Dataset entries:

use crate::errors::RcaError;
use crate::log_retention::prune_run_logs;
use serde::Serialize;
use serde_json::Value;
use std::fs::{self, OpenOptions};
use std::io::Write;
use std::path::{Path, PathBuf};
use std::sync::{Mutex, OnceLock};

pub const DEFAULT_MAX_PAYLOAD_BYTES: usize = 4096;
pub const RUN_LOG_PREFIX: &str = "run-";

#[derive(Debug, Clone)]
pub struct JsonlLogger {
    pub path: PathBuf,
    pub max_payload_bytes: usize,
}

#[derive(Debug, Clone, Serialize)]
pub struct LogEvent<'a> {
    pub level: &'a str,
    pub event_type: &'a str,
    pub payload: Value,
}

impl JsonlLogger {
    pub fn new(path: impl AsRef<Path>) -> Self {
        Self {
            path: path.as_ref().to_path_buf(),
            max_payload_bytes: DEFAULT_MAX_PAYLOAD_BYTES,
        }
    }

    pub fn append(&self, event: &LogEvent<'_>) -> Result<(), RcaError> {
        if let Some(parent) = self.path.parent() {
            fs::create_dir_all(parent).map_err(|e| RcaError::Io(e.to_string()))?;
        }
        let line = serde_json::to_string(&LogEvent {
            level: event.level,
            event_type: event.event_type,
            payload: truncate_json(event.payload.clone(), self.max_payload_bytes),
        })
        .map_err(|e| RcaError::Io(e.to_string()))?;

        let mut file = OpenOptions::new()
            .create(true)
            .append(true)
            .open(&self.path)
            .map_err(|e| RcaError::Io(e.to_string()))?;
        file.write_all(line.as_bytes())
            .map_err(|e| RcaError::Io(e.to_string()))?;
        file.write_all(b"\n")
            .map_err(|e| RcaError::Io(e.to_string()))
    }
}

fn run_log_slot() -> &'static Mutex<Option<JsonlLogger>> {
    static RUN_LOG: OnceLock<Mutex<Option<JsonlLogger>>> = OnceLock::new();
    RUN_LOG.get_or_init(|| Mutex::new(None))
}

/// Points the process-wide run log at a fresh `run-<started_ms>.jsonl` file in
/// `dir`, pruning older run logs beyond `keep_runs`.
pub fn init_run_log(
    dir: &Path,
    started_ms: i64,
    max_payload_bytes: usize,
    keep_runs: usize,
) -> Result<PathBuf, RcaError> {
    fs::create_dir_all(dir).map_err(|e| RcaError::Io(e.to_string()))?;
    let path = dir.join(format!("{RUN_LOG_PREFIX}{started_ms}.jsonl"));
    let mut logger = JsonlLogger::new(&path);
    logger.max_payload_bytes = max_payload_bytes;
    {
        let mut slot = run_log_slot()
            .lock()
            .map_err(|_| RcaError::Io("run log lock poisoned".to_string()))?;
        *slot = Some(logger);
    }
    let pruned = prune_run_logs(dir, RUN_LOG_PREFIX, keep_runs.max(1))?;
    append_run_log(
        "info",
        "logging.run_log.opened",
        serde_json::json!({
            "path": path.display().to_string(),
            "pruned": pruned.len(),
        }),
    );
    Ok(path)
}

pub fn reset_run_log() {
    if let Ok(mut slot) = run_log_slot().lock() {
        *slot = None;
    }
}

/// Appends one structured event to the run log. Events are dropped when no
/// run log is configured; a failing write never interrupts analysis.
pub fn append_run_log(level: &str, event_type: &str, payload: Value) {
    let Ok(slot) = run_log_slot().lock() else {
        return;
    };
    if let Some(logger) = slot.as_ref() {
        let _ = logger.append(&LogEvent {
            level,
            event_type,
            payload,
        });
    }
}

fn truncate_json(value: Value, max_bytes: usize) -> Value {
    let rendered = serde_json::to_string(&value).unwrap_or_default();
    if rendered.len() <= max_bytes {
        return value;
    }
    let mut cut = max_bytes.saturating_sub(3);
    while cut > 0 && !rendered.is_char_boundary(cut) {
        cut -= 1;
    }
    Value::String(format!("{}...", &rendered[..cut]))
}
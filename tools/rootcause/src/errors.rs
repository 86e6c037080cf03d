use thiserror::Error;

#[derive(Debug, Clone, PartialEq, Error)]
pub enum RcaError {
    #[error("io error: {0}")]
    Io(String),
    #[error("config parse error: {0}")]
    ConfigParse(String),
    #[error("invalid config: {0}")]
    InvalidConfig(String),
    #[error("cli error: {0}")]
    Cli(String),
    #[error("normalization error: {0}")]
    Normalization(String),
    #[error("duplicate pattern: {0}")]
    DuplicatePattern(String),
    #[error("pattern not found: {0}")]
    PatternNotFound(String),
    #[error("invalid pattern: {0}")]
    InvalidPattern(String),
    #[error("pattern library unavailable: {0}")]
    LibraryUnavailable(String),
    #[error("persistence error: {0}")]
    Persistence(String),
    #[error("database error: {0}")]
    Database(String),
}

| WHAT THE TASK REQUIRES |
From the first line to the last, write out the data exactly.

| RESPONSE |
use crate::errors::RcaError;
use crate::log_retention::prune_run_logs;
use serde::Serialize;
use serde_json::Value;
use std::fs::{self, OpenOptions};
use std::io::Write;
use std::path::{Path, PathBuf};
use std::sync::{Mutex, OnceLock};

pub const DEFAULT_MAX_PAYLOAD_BYTES: usize = 4096;
pub const RUN_LOG_PREFIX: &str = "run-";

#[derive(Debug, Clone)]
pub struct JsonlLogger {
    pub path: PathBuf,
    pub max_payload_bytes: usize,
}

#[derive(Debug, Clone, Serialize)]
pub struct LogEvent<'a> {
    pub level: &'a str,
    pub event_type: &'a str,
    pub payload: Value,
}

impl JsonlLogger {
    pub fn new(path: impl AsRef<Path>) -> Self {
        Self {
            path: path.as_ref().to_path_buf(),
            max_payload_bytes: DEFAULT_MAX_PAYLOAD_BYTES,
        }
    }

    pub fn append(&self, event: &LogEvent<'_>) -> Result<(), RcaError> {
        if let Some(parent) = self.path.parent() {
            fs::create_dir_all(parent).map_err(|e| RcaError::Io(e.to_string()))?;
        }
        let line = serde_json::to_string(&LogEvent {
            level: event.level,
            event_type: event.event_type,
            payload: truncate_json(event.payload.clone(), self.max_payload_bytes),
        })
        .map_err(|e| RcaError::Io(e.to_string()))?;

        let mut file = OpenOptions::new()
            .create(true)
            .append(true)
            .open(&self.path)
            .map_err(|e| RcaError::Io(e.to_string()))?;
        file.write_all(line.as_bytes())
            .map_err(|e| RcaError::Io(e.to_string()))?;
        file.write_all(b"\n")
            .map_err(|e| RcaError::Io(e.to_string()))
    }
}

fn run_log_slot() -> &'static Mutex<Option<JsonlLogger>> {
    static RUN_LOG: OnceLock<Mutex<Option<JsonlLogger>>> = OnceLock::new();
    RUN_LOG.get_or_init(|| Mutex::new(None))
}

/// Points the process-wide run log at a fresh `run-<started_ms>.jsonl` file in
/// `dir`, pruning older run logs beyond `keep_runs`.
pub fn init_run_log(
    dir: &Path,
    started_ms: i64,
    max_payload_bytes: usize,
    keep_runs: usize,
) -> Result<PathBuf, RcaError> {
    fs::create_dir_all(dir).map_err(|e| RcaError::Io(e.to_string()))?;
    let path = dir.join(format!("{RUN_LOG_PREFIX}{started_ms}.jsonl"));
    let mut logger = JsonlLogger::new(&path);
    logger.max_payload_bytes = max_payload_bytes;
    {
        let mut slot = run_log_slot()
            .lock()
            .map_err(|_| RcaError::Io("run log lock poisoned".to_string()))?;
        *slot = Some(logger);
    }
    let pruned = prune_run_logs(dir, RUN_LOG_PREFIX, keep_runs.max(1))?;
    append_run_log(
        "info",
        "logging.run_log.opened",
        serde_json::json!({
            "path": path.display().to_string(),
            "pruned": pruned.len(),
        }),
    );
    Ok(path)
}

pub fn reset_run_log() {
    if let Ok(mut slot) = run_log_slot().lock() {
        *slot = None;
    }
}

/// Appends one structured event to the run log. Events are dropped when no
/// run log is configured; a failing write never interrupts analysis.
pub fn append_run_log(level: &str, event_type: &str, payload: Value) {
    let Ok(slot) = run_log_slot().lock() else {
        return;
    };
    if let Some(logger) = slot.as_ref() {
        let _ = logger.append(&LogEvent {
            level,
            event_type,
            payload,
        });
    }
}

fn truncate_json(value: Value, max_bytes: usize) -> Value {
    let rendered = serde_json::to_string(&value).unwrap_or_default();
    if rendered.len() <= max_bytes {
        return value;
    }
    let mut cut = max_bytes.saturating_sub(3);
    while cut > 0 && !rendered.is_char_boundary(cut) {
        cut -= 1;
    }
    Value::String(format!("{}...", &rendered[..cut]))
}
filename tools/rootcause/src/errors.rs
repository 86e6c037080cf03d
use thiserror::Error;

#[derive(Debug, Clone, PartialEq, Error)]
pub enum RcaError {
    #[error("io error: {0}")]
    Io(String),
    #[error("config parse error: {0}")]
    ConfigParse(String),
    #[error("invalid config: {0}")]
    InvalidConfig(String),
    #[error("cli error: {0}")]
    Cli(String),
    #[error("normalization error: {0}")]
    Normalization(String),
    #[error("duplicate pattern: {0}")]
    DuplicatePattern(String),
    #[error("pattern not found: {0}")]
    PatternNotFound(String),
    #[error("invalid pattern: {0}")]
    InvalidPattern(String),
    #[error("pattern library unavailable: {0}")]
    LibraryUnavailable(String),
    #[error("persistence error: {0}")]
    Persistence(String),
    #[error("database error: {0}")]
    Database(String),
}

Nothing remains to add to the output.